YOUR TASK: When the line containing "pub struct RecordList" is reached, begin reproducing lines exactly and continue through the last line of the records below.

INFORMATION SUPPLIED:

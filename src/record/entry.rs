use std::fmt;
use std::net::IpAddr;
use std::str::FromStr;
use std::time::Duration;

use serde::ser::SerializeStruct;
use serde::{Deserialize, Serialize, Serializer};

use crate::error::{Error, Result};

/// Backend type tag of a record
#[derive(Debug, Clone, Copy, PartialEq, Eq, Hash)]
pub enum RecordType {
    A,
    AAAA,
    CNAME,
    TXT,
    MX,
    SRV,
}

impl RecordType {
    pub fn as_str(&self) -> &'static str {
        match self {
            RecordType::A => "A",
            RecordType::AAAA => "AAAA",
            RecordType::CNAME => "CNAME",
            RecordType::TXT => "TXT",
            RecordType::MX => "MX",
            RecordType::SRV => "SRV",
        }
    }
}

impl FromStr for RecordType {
    type Err = Error;

    fn from_str(s: &str) -> Result<Self> {
        match s.to_ascii_uppercase().as_str() {
            "A" => Ok(RecordType::A),
            "AAAA" => Ok(RecordType::AAAA),
            "CNAME" => Ok(RecordType::CNAME),
            "TXT" => Ok(RecordType::TXT),
            "MX" => Ok(RecordType::MX),
            "SRV" => Ok(RecordType::SRV),
            _ => Err(Error::ParseError(format!("unknown record type: {}", s))),
        }
    }
}

impl fmt::Display for RecordType {
    fn fmt(&self, f: &mut fmt::Formatter) -> fmt::Result {
        f.write_str(self.as_str())
    }
}

/// Accepts TTLs as integer seconds or numeric strings.
fn deserialize_ttl<'de, D>(deserializer: D) -> std::result::Result<Duration, D::Error>
where
    D: serde::Deserializer<'de>,
{
    struct TTLVisitor;

    impl serde::de::Visitor<'_> for TTLVisitor {
        type Value = Duration;

        fn expecting(&self, formatter: &mut fmt::Formatter) -> fmt::Result {
            formatter.write_str("a TTL in seconds")
        }

        fn visit_str<E>(self, v: &str) -> std::result::Result<Self::Value, E>
        where
            E: serde::de::Error,
        {
            let secs: u64 = v.trim().parse().map_err(E::custom)?;
            Ok(Duration::from_secs(secs))
        }

        fn visit_u64<E>(self, v: u64) -> std::result::Result<Self::Value, E>
        where
            E: serde::de::Error,
        {
            Ok(Duration::from_secs(v))
        }

        fn visit_i64<E>(self, v: i64) -> std::result::Result<Self::Value, E>
        where
            E: serde::de::Error,
        {
            u64::try_from(v)
                .map(Duration::from_secs)
                .map_err(|_| E::custom(format!("negative TTL: {}", v)))
        }
    }

    deserializer.deserialize_any(TTLVisitor)
}

/// An A or AAAA record, the IP version decides which
#[derive(Debug, Clone, PartialEq, Eq, Deserialize)]
pub struct Address {
    pub name: String,

    #[serde(alias = "content", alias = "value")]
    pub ip: IpAddr,

    #[serde(default, deserialize_with = "deserialize_ttl")]
    pub ttl: Duration,
}

#[derive(Debug, Clone, PartialEq, Eq, Deserialize)]
pub struct Cname {
    pub name: String,

    #[serde(alias = "content", alias = "value")]
    pub target: String,

    #[serde(default, deserialize_with = "deserialize_ttl")]
    pub ttl: Duration,
}

#[derive(Debug, Clone, PartialEq, Eq, Deserialize)]
pub struct Txt {
    pub name: String,

    #[serde(alias = "content", alias = "value")]
    pub text: String,

    #[serde(default, deserialize_with = "deserialize_ttl")]
    pub ttl: Duration,
}

#[derive(Debug, Clone, PartialEq, Eq, Deserialize)]
pub struct Mx {
    pub name: String,

    #[serde(alias = "priority")]
    pub preference: u16,

    #[serde(alias = "content", alias = "value")]
    pub target: String,

    #[serde(default, deserialize_with = "deserialize_ttl")]
    pub ttl: Duration,
}

/// SRV record. `service` and `transport` are kept apart from `name`,
/// e.g. `_sip` and `_tcp`.
#[derive(Debug, Clone, PartialEq, Eq, Deserialize)]
pub struct Srv {
    pub name: String,
    pub service: String,

    #[serde(alias = "protocol")]
    pub transport: String,

    pub priority: u16,
    pub weight: u16,
    pub port: u16,

    #[serde(alias = "content", alias = "value")]
    pub target: String,

    #[serde(default, deserialize_with = "deserialize_ttl")]
    pub ttl: Duration,
}

/// DNS record as seen by the host
#[derive(Debug, Clone, PartialEq, Eq, Deserialize)]
#[serde(tag = "type")]
pub enum Record {
    #[serde(rename = "A", alias = "AAAA", alias = "a", alias = "aaaa")]
    Address(Address),
    #[serde(rename = "CNAME", alias = "cname")]
    Cname(Cname),
    #[serde(rename = "TXT", alias = "txt")]
    Txt(Txt),
    #[serde(rename = "MX", alias = "mx")]
    Mx(Mx),
    #[serde(rename = "SRV", alias = "srv")]
    Srv(Srv),
}

impl Record {
    pub fn name(&self) -> &str {
        match self {
            Record::Address(r) => &r.name,
            Record::Cname(r) => &r.name,
            Record::Txt(r) => &r.name,
            Record::Mx(r) => &r.name,
            Record::Srv(r) => &r.name,
        }
    }

    pub fn ttl(&self) -> Duration {
        match self {
            Record::Address(r) => r.ttl,
            Record::Cname(r) => r.ttl,
            Record::Txt(r) => r.ttl,
            Record::Mx(r) => r.ttl,
            Record::Srv(r) => r.ttl,
        }
    }

    pub fn record_type(&self) -> RecordType {
        match self {
            Record::Address(r) if r.ip.is_ipv4() => RecordType::A,
            Record::Address(_) => RecordType::AAAA,
            Record::Cname(_) => RecordType::CNAME,
            Record::Txt(_) => RecordType::TXT,
            Record::Mx(_) => RecordType::MX,
            Record::Srv(_) => RecordType::SRV,
        }
    }

    /// `name/TYPE`, used in logs and errors.
    pub fn describe(&self) -> String {
        format!("{}/{}", self.name(), self.record_type())
    }
}

impl fmt::Display for Record {
    fn fmt(&self, f: &mut fmt::Formatter) -> fmt::Result {
        let ttl = self.ttl().as_secs();
        match self {
            Record::Address(r) => write!(f, "{} {} {} {}", r.name, ttl, self.record_type(), r.ip),
            Record::Cname(r) => write!(f, "{} {} CNAME {}", r.name, ttl, r.target),
            Record::Txt(r) => write!(f, "{} {} TXT {:?}", r.name, ttl, r.text),
            Record::Mx(r) => write!(f, "{} {} MX {} {}", r.name, ttl, r.preference, r.target),
            Record::Srv(r) => write!(
                f,
                "{}.{}.{} {} SRV {} {} {} {}",
                r.service, r.transport, r.name, ttl, r.priority, r.weight, r.port, r.target
            ),
        }
    }
}

impl Serialize for Record {
    fn serialize<S>(&self, serializer: S) -> std::result::Result<S::Ok, S::Error>
    where
        S: Serializer,
    {
        let rtype = self.record_type().as_str();
        match self {
            Record::Address(r) => {
                let mut state = serializer.serialize_struct("Address", 4)?;
                state.serialize_field("type", rtype)?;
                state.serialize_field("name", &r.name)?;
                state.serialize_field("ip", &r.ip.to_string())?;
                state.serialize_field("ttl", &r.ttl.as_secs())?;
                state.end()
            }
            Record::Cname(r) => {
                let mut state = serializer.serialize_struct("Cname", 4)?;
                state.serialize_field("type", rtype)?;
                state.serialize_field("name", &r.name)?;
                state.serialize_field("target", &r.target)?;
                state.serialize_field("ttl", &r.ttl.as_secs())?;
                state.end()
            }
            Record::Txt(r) => {
                let mut state = serializer.serialize_struct("Txt", 4)?;
                state.serialize_field("type", rtype)?;
                state.serialize_field("name", &r.name)?;
                state.serialize_field("text", &r.text)?;
                state.serialize_field("ttl", &r.ttl.as_secs())?;
                state.end()
            }
            Record::Mx(r) => {
                let mut state = serializer.serialize_struct("Mx", 5)?;
                state.serialize_field("type", rtype)?;
                state.serialize_field("name", &r.name)?;
                state.serialize_field("preference", &r.preference)?;
                state.serialize_field("target", &r.target)?;
                state.serialize_field("ttl", &r.ttl.as_secs())?;
                state.end()
            }
            Record::Srv(r) => {
                let mut state = serializer.serialize_struct("Srv", 9)?;
                state.serialize_field("type", rtype)?;
                state.serialize_field("name", &r.name)?;
                state.serialize_field("service", &r.service)?;
                state.serialize_field("transport", &r.transport)?;
                state.serialize_field("priority", &r.priority)?;
                state.serialize_field("weight", &r.weight)?;
                state.serialize_field("port", &r.port)?;
                state.serialize_field("target", &r.target)?;
                state.serialize_field("ttl", &r.ttl.as_secs())?;
                state.end()
            }
        }
    }
}

impl From<Address> for Record {
    fn from(r: Address) -> Self {
        Record::Address(r)
    }
}

impl From<Cname> for Record {
    fn from(r: Cname) -> Self {
        Record::Cname(r)
    }
}

impl From<Txt> for Record {
    fn from(r: Txt) -> Self {
        Record::Txt(r)
    }
}

impl From<Mx> for Record {
    fn from(r: Mx) -> Self {
        Record::Mx(r)
    }
}

impl From<Srv> for Record {
    fn from(r: Srv) -> Self {
        Record::Srv(r)
    }
}

/// A list of records, as read from a YAML record file
#[derive(Debug, Clone, Default, PartialEq, Deserialize, Serialize)]
#[serde(transparent)]
pub struct RecordList {
    pub records: Vec<Record>,
}

impl RecordList {
    pub fn from_yaml(yaml: &str) -> Result<Self> {
        let list: RecordList = serde_yaml::from_str(yaml)?;
        Ok(list)
    }

    pub fn is_empty(&self) -> bool {
        self.records.is_empty()
    }
}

ANSWER AREA:
pub struct RecordList {
    pub records: Vec<Record>,
}

impl RecordList {
    pub fn from_yaml(yaml: &str) -> Result<Self> {
        let list: RecordList = serde_yaml::from_str(yaml)?;
        Ok(list)
    }

    pub fn is_empty(&self) -> bool {
        self.records.is_empty()
    }
}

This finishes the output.